==== SOURCE INFORMATION ====

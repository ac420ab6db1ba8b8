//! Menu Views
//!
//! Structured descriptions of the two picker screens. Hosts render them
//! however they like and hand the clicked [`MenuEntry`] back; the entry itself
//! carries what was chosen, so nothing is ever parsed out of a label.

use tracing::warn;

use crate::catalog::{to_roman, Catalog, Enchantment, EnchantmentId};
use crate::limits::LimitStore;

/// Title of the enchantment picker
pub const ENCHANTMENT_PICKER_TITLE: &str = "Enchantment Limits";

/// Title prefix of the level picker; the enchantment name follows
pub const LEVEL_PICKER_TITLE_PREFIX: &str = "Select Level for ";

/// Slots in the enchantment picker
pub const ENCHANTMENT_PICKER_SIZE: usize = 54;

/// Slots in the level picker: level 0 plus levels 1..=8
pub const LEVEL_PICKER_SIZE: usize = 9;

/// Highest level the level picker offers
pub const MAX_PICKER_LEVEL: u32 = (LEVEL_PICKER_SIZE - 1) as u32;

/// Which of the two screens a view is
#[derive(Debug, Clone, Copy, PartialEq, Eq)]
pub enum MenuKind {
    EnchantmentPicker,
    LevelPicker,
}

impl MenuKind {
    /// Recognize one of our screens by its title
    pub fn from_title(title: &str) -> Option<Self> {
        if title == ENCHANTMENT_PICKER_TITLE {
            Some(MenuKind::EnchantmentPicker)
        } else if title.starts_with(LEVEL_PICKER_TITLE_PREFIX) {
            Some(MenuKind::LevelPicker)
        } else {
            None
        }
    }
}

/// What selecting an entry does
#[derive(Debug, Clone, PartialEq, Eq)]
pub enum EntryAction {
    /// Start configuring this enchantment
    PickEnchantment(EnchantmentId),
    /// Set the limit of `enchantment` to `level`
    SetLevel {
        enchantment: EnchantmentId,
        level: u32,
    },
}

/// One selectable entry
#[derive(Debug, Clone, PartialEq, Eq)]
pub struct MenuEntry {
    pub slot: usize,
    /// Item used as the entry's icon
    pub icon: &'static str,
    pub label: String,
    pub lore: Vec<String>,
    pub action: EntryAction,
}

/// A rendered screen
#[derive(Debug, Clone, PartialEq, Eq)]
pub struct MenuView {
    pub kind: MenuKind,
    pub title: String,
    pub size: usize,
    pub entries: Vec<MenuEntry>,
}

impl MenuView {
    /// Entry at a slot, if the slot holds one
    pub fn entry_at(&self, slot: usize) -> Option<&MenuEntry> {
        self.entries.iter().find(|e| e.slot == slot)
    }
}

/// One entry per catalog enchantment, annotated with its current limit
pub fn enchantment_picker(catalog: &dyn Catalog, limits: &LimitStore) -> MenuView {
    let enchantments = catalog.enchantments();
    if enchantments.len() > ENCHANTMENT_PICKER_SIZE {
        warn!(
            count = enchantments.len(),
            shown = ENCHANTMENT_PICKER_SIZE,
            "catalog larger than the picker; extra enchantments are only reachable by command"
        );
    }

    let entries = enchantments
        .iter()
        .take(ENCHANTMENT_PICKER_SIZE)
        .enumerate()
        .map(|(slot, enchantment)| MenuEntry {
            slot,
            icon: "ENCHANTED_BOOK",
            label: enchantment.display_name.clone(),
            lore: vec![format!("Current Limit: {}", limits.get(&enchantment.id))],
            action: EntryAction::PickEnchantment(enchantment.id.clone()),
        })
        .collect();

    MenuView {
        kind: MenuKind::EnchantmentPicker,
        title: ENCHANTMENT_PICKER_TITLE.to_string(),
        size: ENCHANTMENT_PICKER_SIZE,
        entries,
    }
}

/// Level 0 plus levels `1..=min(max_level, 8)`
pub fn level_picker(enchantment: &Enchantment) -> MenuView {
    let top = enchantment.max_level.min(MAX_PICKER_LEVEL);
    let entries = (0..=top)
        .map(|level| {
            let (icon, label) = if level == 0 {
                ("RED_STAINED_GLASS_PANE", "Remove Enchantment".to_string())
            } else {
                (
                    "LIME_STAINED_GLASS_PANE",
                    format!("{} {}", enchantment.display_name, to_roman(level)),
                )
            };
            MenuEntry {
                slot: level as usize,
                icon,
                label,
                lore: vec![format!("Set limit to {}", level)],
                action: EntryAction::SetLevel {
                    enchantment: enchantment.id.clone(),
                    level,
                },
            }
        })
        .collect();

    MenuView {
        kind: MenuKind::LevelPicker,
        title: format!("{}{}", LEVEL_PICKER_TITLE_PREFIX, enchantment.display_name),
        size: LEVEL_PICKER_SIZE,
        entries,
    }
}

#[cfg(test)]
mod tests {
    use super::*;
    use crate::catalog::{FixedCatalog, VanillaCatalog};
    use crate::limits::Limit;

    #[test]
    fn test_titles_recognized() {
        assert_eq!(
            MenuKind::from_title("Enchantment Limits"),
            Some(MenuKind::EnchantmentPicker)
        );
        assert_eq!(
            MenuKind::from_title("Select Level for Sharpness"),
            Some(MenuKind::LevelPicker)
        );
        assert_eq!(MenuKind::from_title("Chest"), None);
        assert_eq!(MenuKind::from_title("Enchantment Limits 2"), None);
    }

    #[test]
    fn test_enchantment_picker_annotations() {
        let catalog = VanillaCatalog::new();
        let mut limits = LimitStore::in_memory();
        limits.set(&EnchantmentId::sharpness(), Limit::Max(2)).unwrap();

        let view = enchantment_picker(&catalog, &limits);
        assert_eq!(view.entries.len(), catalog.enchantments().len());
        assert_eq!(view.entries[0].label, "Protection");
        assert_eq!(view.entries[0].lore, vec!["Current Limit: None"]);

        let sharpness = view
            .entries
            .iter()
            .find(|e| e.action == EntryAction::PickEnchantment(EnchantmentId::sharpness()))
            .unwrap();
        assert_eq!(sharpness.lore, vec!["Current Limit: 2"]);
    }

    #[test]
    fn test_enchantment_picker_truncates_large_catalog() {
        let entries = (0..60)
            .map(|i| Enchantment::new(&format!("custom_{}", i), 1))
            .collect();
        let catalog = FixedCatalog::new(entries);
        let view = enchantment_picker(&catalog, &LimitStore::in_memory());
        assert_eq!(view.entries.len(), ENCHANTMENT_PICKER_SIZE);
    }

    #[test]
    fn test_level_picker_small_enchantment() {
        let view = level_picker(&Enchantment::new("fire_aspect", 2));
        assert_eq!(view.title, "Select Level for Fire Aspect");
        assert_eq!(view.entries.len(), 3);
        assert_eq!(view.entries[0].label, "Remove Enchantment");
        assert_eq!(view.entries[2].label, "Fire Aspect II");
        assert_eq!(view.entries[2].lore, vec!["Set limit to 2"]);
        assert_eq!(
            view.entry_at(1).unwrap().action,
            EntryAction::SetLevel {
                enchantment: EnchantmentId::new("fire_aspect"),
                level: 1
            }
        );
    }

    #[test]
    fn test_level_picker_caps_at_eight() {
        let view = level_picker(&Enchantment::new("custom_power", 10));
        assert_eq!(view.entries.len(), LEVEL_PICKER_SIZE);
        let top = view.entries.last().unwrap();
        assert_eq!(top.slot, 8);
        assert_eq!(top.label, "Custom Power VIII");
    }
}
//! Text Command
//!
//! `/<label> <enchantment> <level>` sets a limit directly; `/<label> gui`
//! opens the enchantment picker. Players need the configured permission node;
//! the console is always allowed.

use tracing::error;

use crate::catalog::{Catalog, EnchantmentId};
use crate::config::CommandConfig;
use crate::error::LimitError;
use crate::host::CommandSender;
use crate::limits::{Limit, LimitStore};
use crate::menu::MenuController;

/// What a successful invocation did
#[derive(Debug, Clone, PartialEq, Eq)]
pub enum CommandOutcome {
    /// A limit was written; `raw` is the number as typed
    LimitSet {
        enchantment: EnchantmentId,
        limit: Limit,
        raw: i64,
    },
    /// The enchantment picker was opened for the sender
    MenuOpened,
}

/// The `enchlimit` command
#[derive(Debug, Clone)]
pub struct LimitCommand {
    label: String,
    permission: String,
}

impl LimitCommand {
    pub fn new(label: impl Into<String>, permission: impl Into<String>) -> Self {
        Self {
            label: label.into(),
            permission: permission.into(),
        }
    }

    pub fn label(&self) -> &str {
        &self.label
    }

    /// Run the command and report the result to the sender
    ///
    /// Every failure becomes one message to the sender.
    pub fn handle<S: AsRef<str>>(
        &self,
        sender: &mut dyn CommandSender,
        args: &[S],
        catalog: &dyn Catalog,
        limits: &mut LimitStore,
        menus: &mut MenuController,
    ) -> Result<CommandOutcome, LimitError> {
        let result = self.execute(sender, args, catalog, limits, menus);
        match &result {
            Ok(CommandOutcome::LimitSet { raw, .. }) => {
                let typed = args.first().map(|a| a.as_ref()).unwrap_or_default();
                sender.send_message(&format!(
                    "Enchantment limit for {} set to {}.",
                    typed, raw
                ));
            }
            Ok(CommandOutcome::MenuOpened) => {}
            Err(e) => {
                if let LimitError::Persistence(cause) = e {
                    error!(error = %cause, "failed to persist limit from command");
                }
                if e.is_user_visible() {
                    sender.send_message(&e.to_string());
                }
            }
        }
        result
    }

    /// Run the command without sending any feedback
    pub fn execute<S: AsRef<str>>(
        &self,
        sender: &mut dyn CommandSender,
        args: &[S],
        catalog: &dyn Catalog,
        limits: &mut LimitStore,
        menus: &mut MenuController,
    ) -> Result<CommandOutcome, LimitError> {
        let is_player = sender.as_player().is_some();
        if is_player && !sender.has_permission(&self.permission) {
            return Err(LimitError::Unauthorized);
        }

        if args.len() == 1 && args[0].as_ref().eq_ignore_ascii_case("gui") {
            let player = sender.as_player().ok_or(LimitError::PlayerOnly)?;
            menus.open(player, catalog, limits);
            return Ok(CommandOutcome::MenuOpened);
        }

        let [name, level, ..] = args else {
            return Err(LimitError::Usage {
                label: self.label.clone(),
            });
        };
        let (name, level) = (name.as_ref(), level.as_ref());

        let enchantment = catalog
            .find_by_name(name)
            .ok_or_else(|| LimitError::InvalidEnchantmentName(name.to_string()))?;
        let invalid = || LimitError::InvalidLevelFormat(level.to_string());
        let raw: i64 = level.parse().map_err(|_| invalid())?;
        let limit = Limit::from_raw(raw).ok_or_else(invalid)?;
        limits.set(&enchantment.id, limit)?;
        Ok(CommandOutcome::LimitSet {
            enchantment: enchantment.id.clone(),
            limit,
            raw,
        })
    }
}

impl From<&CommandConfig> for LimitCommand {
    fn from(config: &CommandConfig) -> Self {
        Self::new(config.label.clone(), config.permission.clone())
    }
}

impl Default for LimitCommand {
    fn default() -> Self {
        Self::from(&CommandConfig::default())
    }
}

====

## WORK ITEM
Could you write out exactly the lines above, starting at the first one and ending with the line that has "plus levels 1..=8"?

## OUTPUT
repository ac420ab6db1ba8b8
//! Menu Views
//!
//! Structured descriptions of the two picker screens. Hosts render them
//! however they like and hand the clicked [`MenuEntry`] back; the entry itself
//! carries what was chosen, so nothing is ever parsed out of a label.

use tracing::warn;

use crate::catalog::{to_roman, Catalog, Enchantment, EnchantmentId};
use crate::limits::LimitStore;

/// Title of the enchantment picker
pub const ENCHANTMENT_PICKER_TITLE: &str = "Enchantment Limits";

/// Title prefix of the level picker; the enchantment name follows
pub const LEVEL_PICKER_TITLE_PREFIX: &str = "Select Level for ";

/// Slots in the enchantment picker
pub const ENCHANTMENT_PICKER_SIZE: usize = 54;

/// Slots in the level picker: level 0 plus levels 1..=8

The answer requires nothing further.